Филологический поляк

Война это унижение, слабость редко позволяет сохранить достоинство[52]. «Созревание» означало для Милоша рассудительность и понимание, а также смелость, то есть умение не поддаваться недопустимому принуждению. В войну, как я уже упоминала, вписана бинарность: по одну сторону добро, по другую зло; по одну сторону «мы», по другую захватчик, внутри «мы» могут быть и «они». На практике «мы» постоянно модифицируется, расширяется или редуцируется, но бинарность, разделение и противопоставление не только людей, но и событий явление постоянное. После войны память допускает только те образы, которые показывают жестокость врага и благородство жертв.

Образ войны, который мы вычитываем в поэзии и прозе Милоша, не столь однозначный. В 1945 году Милош отмечал, что сентябрьское поражение не произвело перелом, а лишь усилило хаос довоенного мышления.


Под влиянием поражения возник мощный институт: национальная цензура, цензура общественного мнения. Людей делили на два вида: хороших поляков и плохих поляков. [Вот они, ножницы!  И. Г.-Г.] Как и до сентября, сейчас говорили: не время сводить счеты, не время осуждать политику правительства, сегодня мы просто поляки. Попытки критики и самостоятельного мышления упирались в круг, очерченный освященным мелом, и там расплывались в неясный, туманный контур неизвестного будущего.

Национализм крепчал подавление польскости национализмом Гитлера породило культ польскости как таковой, без оглядки на то, какой она должна быть, на что должна опираться,  пишет Милош дальше.  Такова была цена поражения: национальное единство, стирание различий и противоречий внутри народа, а ведь в конечном счете только они и определяют его развитие (WCT, 160161).

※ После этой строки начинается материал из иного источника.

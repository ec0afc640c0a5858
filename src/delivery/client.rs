use crate::config::DeliveryConfig;
use crate::delivery::models::{token_from_body, AccessToken, UploadReceipt};
use crate::error::{FeedError, Result};
use reqwest::multipart;
use serde::Serialize;
use serde_json::{json, Value};
use std::time::Duration;

#[derive(Serialize)]
struct TokenRequest {
    client_id: String,
    client_secret: String,
}

/// HTTP client for the DataEntry API: authentication, archive upload and
/// status lookups. Requests carry their own timeout; there is no automatic
/// retry, the operator decides when to resend.
pub struct DeliveryClient {
    http: reqwest::Client,
    token_url: String,
    upload_url: String,
    client_id: String,
    client_secret: String,
    token_timeout: Duration,
    upload_timeout: Duration,
    status_timeout: Duration,
}

impl DeliveryClient {
    pub fn new(config: &DeliveryConfig) -> Result<Self> {
        let http = reqwest::Client::builder().build()?;

        Ok(Self {
            http,
            token_url: config.token_url.clone(),
            upload_url: config.upload_url.clone(),
            client_id: config.client_id.clone(),
            client_secret: config.client_secret.clone(),
            token_timeout: Duration::from_secs(config.token_timeout),
            upload_timeout: Duration::from_secs(config.upload_timeout),
            status_timeout: Duration::from_secs(config.status_timeout),
        })
    }

    /// Tries the documented JSON login first, then falls back to form
    /// encoding, which some gateway deployments still expect. The account id
    /// is sent lowercased regardless of how it was configured.
    pub async fn authenticate(&self) -> Result<AccessToken> {
        let payload = TokenRequest {
            client_id: self.client_id.trim().to_lowercase(),
            client_secret: self.client_secret.clone(),
        };

        let mut transport_error: Option<FeedError> = None;
        let mut reached_server = false;

        for use_form in [false, true] {
            let request = self.http.post(&self.token_url).timeout(self.token_timeout);
            let request = if use_form {
                request.form(&payload)
            } else {
                request.json(&payload)
            };

            match request.send().await {
                Ok(response) => {
                    reached_server = true;
                    if response.status().is_success() {
                        let body = response.text().await?;
                        if let Some(token) = token_from_body(&body) {
                            return Ok(token);
                        }
                    }
                }
                Err(e) => transport_error = Some(e.into()),
            }
        }

        if !reached_server {
            if let Some(error) = transport_error {
                return Err(error);
            }
        }

        Err(FeedError::AuthenticationFailed {
            client_id: self.client_id.clone(),
        })
    }

    pub async fn upload(
        &self,
        file_name: &str,
        bytes: Vec<u8>,
        token: &AccessToken,
    ) -> Result<UploadReceipt> {
        let part = multipart::Part::bytes(bytes)
            .file_name(file_name.to_string())
            .mime_str("application/zip")?;
        let form = multipart::Form::new().part("file", part);

        let response = self
            .http
            .post(&self.upload_url)
            .bearer_auth(token.as_str())
            .multipart(form)
            .timeout(self.upload_timeout)
            .send()
            .await?;

        let status = response.status();
        let body = response.text().await?;
        if !status.is_success() {
            return Err(FeedError::Upload {
                message: format!("HTTP {}: {}", status.as_u16(), snippet(&body)),
            });
        }

        let value = serde_json::from_str(&body).unwrap_or_else(|_| json!({ "raw": body }));
        UploadReceipt::from_value(value)
    }

    pub async fn check_status(&self, guid: &str, token: &AccessToken) -> Result<Value> {
        let response = self
            .http
            .get(self.status_url(guid))
            .bearer_auth(token.as_str())
            .timeout(self.status_timeout)
            .send()
            .await?;

        let status = response.status();
        let body = response.text().await?;
        if !status.is_success() {
            return Err(FeedError::Upload {
                message: format!(
                    "status check failed: HTTP {}: {}",
                    status.as_u16(),
                    snippet(&body)
                ),
            });
        }

        Ok(serde_json::from_str(&body)
            .unwrap_or_else(|_| json!({ "status": "success", "raw": body })))
    }

    /// The status endpoint lives next to the upload endpoint, keyed by the
    /// GUID the upload answered with.
    fn status_url(&self, guid: &str) -> String {
        let base = self.upload_url.trim_end_matches('/');
        let base = base.strip_suffix("/upload").unwrap_or(base);
        format!("{}/status/{}", base, guid)
    }
}

/// Error bodies can be whole HTML pages; keep only the head for messages.
fn snippet(body: &str) -> String {
    body.chars().take(200).collect()
}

Я хотела бы подчеркнуть это требование признать различия. В «Поисках отчизны» Милош писал, что литовцы народ филологический. «Можно без преувеличения сказать, что этот народ, потерпевший поражение в истории, возродился еще раз в филологии»[53]. Это определение можно применить и к нему самому: Милоша тоже можно назвать филологическим поляком. Он не мыслит о принадлежности в этнических категориях. В публичных выступлениях, особенно перед публикой демонстративно патриотической, он порой позиционирует себя как «мстительного» жмудина (жителя Жмуди), что Гедройц иронично комментирует: «Мне всегда казалось, что у тебя доминируют белорусские корни» (в письме от 31.X.1981, LGM, 311)[54]. В основе безоговорочной польскости Милоша лежит язык, его «верная речь», за которой, разумеется, стоят культура и история. Но в польскости его времени (а его время было продолжительным и очень бурным) нет канона или модели, в которой он чувствовал бы себя безусловно на своем месте. Впрочем, я не берусь утверждать, что подобное несовпадение касалось только таких людей, как он, людей с пограничья культур. Среди его друзей похожим образом мыслил Ежи Анджеевский, но уже в случае Казимежа Выки или Ежи Туровича различие позиций достаточно заметно[55].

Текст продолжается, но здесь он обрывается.